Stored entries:
>>>

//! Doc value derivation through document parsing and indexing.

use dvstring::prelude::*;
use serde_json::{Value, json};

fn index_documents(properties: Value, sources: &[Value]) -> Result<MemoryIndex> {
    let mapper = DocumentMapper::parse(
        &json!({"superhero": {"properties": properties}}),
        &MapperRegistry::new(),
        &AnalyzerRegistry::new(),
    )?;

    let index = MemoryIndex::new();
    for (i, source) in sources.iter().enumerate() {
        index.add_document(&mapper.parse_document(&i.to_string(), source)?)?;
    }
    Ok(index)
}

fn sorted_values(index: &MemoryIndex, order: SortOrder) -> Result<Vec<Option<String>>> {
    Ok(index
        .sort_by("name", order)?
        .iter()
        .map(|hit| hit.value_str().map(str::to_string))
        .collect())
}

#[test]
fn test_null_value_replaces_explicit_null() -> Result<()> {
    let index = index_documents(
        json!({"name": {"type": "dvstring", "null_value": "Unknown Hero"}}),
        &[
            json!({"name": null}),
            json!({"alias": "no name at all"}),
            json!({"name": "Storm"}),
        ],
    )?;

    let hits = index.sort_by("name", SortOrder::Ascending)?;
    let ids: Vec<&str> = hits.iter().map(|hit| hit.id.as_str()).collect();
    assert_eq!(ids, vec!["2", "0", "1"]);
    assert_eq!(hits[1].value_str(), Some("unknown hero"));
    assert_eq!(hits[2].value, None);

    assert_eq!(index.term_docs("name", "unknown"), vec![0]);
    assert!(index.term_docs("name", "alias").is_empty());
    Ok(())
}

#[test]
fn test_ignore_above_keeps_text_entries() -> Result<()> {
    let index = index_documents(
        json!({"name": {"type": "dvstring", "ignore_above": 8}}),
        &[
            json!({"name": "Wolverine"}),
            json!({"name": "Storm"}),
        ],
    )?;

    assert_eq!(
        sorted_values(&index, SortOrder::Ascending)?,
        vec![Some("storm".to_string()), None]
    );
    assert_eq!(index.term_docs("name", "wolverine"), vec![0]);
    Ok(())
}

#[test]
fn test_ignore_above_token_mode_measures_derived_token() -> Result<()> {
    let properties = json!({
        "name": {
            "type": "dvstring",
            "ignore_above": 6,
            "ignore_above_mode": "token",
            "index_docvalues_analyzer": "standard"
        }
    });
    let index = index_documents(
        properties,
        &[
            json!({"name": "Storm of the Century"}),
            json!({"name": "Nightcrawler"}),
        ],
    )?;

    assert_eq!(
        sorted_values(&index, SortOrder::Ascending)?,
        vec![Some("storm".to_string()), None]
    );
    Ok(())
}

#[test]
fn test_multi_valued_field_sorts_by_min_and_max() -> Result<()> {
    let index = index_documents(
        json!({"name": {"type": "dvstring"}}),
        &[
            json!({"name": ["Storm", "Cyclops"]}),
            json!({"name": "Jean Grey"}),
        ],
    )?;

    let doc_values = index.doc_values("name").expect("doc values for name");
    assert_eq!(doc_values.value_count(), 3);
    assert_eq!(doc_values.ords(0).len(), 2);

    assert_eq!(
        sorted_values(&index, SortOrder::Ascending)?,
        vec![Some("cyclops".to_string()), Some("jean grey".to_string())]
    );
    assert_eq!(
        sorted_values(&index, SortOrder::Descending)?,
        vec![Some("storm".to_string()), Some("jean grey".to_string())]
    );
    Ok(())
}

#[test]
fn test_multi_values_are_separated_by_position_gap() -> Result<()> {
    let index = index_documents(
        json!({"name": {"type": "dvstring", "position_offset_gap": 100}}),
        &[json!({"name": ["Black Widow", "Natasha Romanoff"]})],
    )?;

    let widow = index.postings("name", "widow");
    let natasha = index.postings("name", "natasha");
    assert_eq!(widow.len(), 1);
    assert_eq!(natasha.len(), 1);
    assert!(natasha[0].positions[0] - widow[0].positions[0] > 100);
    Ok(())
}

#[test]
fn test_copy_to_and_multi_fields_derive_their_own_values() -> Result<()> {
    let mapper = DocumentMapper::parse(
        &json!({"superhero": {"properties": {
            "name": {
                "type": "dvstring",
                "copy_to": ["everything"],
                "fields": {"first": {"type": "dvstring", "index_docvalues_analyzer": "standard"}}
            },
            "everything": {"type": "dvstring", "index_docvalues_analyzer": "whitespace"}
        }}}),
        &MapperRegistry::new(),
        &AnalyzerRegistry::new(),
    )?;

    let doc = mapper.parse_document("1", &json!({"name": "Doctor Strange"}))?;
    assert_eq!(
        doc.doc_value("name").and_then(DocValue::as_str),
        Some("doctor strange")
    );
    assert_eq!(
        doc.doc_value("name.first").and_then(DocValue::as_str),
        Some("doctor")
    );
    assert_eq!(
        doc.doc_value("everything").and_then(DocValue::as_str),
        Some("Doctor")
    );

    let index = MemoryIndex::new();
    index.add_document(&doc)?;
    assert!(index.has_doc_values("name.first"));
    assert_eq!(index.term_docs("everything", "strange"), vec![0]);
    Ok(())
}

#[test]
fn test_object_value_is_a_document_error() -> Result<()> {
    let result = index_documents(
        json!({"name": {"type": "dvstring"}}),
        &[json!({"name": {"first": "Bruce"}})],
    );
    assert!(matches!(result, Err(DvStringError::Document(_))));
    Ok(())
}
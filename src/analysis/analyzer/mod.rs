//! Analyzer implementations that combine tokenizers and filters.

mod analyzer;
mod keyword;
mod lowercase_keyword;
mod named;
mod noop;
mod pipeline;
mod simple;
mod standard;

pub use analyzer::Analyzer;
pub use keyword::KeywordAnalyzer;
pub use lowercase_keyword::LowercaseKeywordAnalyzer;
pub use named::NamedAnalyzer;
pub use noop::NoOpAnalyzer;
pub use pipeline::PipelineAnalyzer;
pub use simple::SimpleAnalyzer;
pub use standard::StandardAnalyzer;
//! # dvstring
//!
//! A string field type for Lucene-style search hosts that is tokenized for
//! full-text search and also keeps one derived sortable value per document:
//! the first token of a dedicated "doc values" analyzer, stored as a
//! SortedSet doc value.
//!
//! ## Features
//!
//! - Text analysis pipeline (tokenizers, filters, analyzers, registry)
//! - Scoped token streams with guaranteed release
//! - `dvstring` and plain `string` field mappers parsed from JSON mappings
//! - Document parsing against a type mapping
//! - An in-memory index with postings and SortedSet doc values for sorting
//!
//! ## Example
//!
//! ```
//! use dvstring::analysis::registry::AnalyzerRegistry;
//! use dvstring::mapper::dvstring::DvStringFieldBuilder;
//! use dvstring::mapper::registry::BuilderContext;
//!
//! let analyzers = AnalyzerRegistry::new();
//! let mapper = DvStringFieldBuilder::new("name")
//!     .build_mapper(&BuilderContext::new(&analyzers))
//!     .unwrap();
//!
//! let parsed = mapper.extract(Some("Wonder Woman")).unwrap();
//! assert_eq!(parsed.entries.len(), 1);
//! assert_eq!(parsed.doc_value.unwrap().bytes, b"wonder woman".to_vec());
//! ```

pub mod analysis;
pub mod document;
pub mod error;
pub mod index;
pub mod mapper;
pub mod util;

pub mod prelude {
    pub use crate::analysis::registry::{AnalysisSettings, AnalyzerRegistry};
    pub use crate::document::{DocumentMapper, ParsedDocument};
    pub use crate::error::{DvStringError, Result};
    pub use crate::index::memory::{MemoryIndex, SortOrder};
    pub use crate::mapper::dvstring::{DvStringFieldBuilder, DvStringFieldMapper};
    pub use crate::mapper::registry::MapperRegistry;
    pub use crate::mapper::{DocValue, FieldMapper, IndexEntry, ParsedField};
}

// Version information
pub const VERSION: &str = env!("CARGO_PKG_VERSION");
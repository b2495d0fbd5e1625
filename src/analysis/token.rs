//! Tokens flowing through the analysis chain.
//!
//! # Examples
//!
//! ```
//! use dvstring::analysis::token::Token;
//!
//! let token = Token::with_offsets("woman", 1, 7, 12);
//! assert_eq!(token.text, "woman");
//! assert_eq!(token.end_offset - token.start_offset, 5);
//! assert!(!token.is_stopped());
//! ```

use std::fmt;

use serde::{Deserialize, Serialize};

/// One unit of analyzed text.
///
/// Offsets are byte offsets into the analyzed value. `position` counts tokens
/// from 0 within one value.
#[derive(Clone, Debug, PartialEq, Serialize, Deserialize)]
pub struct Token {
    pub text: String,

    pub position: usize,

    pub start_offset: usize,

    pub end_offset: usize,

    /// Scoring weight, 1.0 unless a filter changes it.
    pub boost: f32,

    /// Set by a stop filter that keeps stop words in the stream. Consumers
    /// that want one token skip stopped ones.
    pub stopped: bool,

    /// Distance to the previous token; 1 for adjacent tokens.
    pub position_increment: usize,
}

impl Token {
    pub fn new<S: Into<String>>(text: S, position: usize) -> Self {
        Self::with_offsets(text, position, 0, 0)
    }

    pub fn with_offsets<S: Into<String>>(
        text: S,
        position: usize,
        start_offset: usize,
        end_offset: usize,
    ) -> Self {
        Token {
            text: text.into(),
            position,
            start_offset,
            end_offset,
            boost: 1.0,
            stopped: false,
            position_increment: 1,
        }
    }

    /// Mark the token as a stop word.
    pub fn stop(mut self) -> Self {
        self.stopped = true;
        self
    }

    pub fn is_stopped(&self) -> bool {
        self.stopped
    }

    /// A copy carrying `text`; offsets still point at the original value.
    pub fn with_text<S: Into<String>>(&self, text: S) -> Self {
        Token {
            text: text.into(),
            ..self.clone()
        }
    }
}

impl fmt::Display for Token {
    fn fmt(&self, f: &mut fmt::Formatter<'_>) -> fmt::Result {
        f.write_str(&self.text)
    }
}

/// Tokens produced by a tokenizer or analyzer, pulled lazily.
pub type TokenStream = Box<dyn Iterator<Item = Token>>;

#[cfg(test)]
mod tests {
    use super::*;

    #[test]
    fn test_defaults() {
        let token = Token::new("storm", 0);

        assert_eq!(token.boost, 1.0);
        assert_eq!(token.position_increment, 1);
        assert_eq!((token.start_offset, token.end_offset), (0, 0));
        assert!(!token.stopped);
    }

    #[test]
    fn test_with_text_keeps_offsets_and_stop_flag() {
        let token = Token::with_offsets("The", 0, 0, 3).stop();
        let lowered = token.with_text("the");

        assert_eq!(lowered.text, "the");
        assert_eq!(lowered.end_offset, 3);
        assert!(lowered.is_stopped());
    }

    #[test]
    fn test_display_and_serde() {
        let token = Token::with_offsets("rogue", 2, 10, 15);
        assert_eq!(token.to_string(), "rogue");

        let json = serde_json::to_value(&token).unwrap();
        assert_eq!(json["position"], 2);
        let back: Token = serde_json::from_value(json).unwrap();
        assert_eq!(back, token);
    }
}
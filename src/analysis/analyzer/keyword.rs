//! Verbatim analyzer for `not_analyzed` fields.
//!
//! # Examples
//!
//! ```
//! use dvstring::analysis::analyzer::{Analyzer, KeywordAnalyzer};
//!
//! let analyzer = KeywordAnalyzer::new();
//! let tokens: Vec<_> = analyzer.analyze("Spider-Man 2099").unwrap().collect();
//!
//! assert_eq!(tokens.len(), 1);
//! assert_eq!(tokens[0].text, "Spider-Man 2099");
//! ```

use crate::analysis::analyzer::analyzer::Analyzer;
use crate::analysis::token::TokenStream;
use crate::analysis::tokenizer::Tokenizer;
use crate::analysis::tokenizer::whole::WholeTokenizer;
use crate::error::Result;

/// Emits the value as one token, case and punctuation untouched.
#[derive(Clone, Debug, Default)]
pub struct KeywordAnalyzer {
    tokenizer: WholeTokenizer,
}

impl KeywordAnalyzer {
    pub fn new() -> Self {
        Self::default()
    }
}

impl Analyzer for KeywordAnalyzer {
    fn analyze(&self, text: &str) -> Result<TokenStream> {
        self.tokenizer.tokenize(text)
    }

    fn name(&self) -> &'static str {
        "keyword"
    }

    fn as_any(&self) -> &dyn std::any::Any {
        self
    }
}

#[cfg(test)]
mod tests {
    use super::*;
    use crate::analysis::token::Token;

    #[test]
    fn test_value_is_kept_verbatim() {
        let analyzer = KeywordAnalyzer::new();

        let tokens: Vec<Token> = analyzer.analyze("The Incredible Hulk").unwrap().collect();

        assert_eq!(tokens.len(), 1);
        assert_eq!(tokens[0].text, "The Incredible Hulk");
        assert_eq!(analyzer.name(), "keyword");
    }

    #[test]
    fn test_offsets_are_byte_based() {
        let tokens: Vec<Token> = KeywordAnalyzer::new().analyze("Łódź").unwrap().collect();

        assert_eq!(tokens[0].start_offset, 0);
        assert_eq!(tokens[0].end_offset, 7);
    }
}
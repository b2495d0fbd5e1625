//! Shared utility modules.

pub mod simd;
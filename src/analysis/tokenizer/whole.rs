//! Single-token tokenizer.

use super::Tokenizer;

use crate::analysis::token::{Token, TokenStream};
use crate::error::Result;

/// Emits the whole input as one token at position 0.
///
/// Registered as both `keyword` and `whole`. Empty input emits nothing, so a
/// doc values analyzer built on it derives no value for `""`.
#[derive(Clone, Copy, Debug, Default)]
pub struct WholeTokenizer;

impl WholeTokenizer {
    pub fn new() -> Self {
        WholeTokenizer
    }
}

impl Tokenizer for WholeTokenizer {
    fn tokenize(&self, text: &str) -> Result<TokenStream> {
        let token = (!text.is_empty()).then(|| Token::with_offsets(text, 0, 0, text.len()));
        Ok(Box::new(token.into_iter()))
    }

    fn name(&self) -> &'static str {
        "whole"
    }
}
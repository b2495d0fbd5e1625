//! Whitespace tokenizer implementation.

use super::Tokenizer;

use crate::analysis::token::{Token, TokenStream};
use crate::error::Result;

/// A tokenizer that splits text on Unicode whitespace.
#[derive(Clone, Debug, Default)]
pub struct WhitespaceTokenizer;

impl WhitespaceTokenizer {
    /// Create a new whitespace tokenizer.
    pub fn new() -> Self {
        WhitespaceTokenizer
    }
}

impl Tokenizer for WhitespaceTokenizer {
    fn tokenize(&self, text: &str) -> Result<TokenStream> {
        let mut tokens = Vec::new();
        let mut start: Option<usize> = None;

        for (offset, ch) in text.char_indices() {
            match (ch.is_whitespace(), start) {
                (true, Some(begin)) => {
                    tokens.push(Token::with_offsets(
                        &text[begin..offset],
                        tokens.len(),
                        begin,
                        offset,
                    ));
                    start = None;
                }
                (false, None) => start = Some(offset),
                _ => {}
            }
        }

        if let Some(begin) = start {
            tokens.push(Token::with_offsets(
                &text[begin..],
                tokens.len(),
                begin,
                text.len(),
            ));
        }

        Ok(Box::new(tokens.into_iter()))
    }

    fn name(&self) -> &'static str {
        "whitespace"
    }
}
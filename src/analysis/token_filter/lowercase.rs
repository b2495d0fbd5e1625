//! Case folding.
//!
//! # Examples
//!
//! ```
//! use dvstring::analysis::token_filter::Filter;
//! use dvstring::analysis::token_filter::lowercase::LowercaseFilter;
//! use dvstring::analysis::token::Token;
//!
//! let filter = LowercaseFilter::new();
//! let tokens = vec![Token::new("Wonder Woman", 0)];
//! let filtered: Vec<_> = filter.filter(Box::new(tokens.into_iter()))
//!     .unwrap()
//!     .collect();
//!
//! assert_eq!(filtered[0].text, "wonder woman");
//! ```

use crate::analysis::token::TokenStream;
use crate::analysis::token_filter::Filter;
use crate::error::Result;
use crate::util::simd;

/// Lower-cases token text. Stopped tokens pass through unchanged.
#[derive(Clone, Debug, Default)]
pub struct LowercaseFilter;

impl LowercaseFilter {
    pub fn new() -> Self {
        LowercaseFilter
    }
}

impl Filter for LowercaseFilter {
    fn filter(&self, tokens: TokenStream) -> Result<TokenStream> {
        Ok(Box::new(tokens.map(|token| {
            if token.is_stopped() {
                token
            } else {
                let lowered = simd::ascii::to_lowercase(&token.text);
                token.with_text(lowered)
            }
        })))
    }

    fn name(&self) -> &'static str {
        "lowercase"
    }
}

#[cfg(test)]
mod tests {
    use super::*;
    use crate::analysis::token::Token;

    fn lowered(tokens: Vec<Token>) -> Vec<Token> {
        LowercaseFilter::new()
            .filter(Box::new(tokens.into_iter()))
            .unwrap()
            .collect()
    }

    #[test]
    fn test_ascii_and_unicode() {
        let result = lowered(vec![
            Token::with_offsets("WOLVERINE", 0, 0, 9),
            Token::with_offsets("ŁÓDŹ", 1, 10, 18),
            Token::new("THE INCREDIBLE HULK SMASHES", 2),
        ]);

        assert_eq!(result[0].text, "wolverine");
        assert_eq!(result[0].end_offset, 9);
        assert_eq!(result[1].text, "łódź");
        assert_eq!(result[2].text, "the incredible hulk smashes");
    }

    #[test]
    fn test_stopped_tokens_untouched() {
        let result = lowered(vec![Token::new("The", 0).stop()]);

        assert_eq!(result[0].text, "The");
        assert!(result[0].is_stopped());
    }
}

<<<

» **Exercise details**:
Up to and including the line with "for (i, source)", restate the records above word for word from the very first line.

» **Your response**:
//! Doc value derivation through document parsing and indexing.

use dvstring::prelude::*;
use serde_json::{Value, json};

fn index_documents(properties: Value, sources: &[Value]) -> Result<MemoryIndex> {
    let mapper = DocumentMapper::parse(
        &json!({"superhero": {"properties": properties}}),
        &MapperRegistry::new(),
        &AnalyzerRegistry::new(),
    )?;

    let index = MemoryIndex::new();
    for (i, source) in sources.iter().enumerate() {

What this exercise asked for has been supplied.